◆ EXERCISE:
If a line in the records contains the string "TeamGrantRequest", show that line.

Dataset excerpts

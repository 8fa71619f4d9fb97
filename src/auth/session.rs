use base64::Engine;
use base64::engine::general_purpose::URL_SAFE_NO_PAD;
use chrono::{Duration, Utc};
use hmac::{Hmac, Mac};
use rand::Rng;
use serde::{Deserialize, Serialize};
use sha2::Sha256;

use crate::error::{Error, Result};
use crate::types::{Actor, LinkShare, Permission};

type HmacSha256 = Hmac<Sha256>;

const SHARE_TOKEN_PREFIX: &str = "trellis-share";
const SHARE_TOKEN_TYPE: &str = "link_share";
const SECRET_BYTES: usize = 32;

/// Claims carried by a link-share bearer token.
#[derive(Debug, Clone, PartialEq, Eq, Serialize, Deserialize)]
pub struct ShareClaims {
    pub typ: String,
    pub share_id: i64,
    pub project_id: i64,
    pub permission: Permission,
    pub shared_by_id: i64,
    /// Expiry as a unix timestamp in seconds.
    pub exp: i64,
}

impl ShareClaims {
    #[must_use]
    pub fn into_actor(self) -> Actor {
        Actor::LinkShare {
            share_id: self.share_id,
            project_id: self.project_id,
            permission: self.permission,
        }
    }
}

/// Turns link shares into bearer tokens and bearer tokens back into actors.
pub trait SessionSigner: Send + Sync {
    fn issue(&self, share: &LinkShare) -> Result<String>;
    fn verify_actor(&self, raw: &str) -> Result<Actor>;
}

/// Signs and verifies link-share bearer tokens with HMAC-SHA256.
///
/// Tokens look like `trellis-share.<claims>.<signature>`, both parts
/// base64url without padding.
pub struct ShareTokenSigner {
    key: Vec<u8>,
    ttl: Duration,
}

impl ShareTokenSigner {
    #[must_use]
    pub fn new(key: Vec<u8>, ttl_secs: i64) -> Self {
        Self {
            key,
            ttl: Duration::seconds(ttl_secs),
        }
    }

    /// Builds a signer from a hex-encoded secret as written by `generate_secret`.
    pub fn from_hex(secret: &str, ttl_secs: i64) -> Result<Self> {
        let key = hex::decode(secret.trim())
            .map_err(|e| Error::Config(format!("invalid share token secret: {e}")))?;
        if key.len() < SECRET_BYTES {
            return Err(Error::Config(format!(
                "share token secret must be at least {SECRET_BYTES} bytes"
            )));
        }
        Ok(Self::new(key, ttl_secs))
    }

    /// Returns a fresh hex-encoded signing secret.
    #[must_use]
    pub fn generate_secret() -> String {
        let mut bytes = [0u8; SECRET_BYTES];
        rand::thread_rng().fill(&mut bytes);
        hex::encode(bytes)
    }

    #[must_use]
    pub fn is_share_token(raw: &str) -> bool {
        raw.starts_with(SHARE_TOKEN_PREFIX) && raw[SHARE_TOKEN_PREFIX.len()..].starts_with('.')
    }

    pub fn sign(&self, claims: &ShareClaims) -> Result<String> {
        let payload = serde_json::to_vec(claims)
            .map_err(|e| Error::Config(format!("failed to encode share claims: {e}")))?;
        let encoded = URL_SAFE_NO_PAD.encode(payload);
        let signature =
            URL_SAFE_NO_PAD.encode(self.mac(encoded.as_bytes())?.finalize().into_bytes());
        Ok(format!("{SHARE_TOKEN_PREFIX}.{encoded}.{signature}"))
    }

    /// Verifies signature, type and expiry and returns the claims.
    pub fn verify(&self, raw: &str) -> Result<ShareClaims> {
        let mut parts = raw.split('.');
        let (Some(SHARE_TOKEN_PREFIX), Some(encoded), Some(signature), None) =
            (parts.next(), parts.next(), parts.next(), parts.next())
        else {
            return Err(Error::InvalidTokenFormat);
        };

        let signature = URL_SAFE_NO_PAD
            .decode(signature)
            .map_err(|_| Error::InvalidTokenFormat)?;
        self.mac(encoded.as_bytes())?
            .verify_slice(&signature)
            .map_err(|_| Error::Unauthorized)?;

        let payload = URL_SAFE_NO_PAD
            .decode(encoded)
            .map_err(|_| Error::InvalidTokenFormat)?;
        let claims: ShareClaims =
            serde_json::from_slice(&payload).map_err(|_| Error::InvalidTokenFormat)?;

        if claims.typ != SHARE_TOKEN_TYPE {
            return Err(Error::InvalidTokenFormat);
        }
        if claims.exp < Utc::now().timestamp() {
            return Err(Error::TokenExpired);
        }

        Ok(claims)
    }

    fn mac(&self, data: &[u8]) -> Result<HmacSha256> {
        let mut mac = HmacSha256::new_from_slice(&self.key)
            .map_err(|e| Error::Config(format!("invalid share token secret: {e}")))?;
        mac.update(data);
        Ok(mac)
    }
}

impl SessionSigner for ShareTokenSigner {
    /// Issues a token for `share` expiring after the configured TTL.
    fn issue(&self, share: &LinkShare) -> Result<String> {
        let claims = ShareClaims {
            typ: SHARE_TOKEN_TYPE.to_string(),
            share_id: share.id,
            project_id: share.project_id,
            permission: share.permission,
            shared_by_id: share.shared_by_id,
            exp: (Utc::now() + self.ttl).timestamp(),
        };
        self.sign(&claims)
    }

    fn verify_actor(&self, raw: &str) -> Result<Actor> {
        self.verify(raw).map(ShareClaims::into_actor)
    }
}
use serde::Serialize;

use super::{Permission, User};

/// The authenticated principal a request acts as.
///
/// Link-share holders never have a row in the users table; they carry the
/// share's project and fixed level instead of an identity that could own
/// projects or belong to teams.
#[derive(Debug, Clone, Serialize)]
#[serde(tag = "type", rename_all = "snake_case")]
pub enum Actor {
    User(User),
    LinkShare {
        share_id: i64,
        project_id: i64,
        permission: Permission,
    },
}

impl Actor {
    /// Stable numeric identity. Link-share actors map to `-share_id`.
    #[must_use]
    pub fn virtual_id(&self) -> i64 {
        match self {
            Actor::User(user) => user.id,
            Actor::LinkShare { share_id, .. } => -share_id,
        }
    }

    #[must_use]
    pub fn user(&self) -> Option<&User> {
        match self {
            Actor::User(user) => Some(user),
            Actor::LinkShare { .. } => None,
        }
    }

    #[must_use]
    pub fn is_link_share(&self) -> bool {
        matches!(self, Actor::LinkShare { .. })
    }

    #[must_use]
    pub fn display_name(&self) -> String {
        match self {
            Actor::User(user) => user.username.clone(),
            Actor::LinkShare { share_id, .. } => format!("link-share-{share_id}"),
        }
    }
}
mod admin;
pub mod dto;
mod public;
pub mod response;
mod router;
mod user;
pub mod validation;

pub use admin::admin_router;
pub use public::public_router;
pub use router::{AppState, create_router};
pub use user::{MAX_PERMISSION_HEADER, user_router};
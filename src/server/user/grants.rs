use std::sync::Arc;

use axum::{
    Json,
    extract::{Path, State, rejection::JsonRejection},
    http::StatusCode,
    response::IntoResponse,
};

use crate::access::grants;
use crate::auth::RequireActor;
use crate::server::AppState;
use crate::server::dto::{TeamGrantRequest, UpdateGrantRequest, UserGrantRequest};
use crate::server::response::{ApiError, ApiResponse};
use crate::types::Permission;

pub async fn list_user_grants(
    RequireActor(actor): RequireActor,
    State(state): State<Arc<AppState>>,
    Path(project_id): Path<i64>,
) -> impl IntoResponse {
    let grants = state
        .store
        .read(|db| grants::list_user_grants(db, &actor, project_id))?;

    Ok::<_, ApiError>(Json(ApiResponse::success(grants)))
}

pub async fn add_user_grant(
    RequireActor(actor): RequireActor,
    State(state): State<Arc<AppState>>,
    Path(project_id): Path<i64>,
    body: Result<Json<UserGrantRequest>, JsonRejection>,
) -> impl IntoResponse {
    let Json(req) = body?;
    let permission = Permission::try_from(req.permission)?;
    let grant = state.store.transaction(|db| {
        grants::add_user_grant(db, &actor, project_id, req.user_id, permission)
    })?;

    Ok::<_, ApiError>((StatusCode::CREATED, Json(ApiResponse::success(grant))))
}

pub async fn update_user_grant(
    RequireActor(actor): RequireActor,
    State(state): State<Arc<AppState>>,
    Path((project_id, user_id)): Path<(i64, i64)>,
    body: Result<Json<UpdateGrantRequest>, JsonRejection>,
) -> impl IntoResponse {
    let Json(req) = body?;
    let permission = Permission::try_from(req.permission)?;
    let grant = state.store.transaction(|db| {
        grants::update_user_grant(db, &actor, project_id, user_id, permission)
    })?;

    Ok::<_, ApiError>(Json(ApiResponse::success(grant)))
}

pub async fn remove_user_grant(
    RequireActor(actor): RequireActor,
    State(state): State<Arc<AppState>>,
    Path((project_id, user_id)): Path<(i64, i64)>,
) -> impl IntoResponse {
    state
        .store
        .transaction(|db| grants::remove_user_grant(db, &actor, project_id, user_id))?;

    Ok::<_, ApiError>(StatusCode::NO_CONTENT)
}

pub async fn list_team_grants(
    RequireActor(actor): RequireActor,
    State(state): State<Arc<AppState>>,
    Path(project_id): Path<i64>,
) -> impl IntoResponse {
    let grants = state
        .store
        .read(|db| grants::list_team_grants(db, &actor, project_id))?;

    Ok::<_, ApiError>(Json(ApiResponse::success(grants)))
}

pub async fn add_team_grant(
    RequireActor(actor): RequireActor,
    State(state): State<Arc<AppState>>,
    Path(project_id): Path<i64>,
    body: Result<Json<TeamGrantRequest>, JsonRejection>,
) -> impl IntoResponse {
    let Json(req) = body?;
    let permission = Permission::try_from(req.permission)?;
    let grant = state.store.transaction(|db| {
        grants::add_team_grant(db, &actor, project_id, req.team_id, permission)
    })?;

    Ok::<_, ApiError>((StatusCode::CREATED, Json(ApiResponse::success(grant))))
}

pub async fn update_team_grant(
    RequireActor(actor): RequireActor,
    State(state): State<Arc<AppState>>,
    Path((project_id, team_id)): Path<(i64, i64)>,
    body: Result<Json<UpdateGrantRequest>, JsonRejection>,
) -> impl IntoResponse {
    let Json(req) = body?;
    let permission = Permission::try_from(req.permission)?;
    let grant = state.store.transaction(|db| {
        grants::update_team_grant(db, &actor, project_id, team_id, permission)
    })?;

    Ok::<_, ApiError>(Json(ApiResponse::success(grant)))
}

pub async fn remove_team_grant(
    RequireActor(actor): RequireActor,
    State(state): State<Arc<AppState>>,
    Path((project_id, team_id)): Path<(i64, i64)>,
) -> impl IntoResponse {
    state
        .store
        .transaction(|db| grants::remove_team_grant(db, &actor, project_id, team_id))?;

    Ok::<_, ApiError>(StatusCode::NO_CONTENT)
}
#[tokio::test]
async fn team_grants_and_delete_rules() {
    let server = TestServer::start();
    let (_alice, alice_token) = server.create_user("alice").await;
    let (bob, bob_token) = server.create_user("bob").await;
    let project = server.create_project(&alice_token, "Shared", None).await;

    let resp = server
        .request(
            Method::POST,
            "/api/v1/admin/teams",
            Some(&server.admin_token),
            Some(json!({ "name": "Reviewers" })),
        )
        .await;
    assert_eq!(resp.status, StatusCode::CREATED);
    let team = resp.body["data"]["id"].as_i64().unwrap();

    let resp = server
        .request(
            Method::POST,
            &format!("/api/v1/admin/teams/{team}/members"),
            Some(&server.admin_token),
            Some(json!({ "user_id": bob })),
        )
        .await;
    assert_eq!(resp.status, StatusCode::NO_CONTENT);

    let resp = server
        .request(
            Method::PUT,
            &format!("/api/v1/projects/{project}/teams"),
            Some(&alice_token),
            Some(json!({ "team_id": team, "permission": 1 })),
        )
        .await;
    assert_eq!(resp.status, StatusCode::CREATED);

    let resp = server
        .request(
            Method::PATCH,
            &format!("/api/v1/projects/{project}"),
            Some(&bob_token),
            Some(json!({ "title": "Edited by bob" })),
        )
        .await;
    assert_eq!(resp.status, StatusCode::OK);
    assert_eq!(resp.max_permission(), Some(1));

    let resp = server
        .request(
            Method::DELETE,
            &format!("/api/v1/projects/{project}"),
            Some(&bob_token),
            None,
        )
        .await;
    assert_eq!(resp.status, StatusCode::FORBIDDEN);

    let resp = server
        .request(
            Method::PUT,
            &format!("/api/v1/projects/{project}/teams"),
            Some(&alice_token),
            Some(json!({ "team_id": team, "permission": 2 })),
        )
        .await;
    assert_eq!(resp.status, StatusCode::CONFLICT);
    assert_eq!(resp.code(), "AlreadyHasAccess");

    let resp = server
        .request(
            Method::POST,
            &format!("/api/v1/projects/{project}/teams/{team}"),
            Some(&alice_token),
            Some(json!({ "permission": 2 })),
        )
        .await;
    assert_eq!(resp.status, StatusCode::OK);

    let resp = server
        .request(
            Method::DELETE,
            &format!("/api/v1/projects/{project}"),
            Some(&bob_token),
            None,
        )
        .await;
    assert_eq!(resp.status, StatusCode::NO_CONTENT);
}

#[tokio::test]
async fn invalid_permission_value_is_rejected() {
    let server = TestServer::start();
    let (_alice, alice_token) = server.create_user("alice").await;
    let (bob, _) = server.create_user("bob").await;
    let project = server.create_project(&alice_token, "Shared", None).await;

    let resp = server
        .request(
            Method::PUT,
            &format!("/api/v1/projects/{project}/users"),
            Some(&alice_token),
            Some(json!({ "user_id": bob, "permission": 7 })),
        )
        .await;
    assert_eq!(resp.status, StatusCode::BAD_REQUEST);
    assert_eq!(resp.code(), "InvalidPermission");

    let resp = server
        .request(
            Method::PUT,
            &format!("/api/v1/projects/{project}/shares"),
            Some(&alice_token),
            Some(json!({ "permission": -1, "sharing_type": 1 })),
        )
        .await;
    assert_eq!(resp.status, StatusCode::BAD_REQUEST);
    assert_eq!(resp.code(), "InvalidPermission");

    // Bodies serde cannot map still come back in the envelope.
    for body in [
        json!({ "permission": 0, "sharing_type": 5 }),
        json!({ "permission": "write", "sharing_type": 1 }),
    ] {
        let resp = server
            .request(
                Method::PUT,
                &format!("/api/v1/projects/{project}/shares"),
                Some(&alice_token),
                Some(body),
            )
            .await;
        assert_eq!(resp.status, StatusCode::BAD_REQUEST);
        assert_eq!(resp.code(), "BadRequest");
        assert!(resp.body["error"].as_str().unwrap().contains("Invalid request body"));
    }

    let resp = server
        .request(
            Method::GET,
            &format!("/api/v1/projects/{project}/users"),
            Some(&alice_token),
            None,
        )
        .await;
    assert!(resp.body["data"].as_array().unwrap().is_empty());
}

◆ WORKED SOLUTION:
use crate::server::dto::{TeamGrantRequest, UpdateGrantRequest, UserGrantRequest};
    body: Result<Json<TeamGrantRequest>, JsonRejection>,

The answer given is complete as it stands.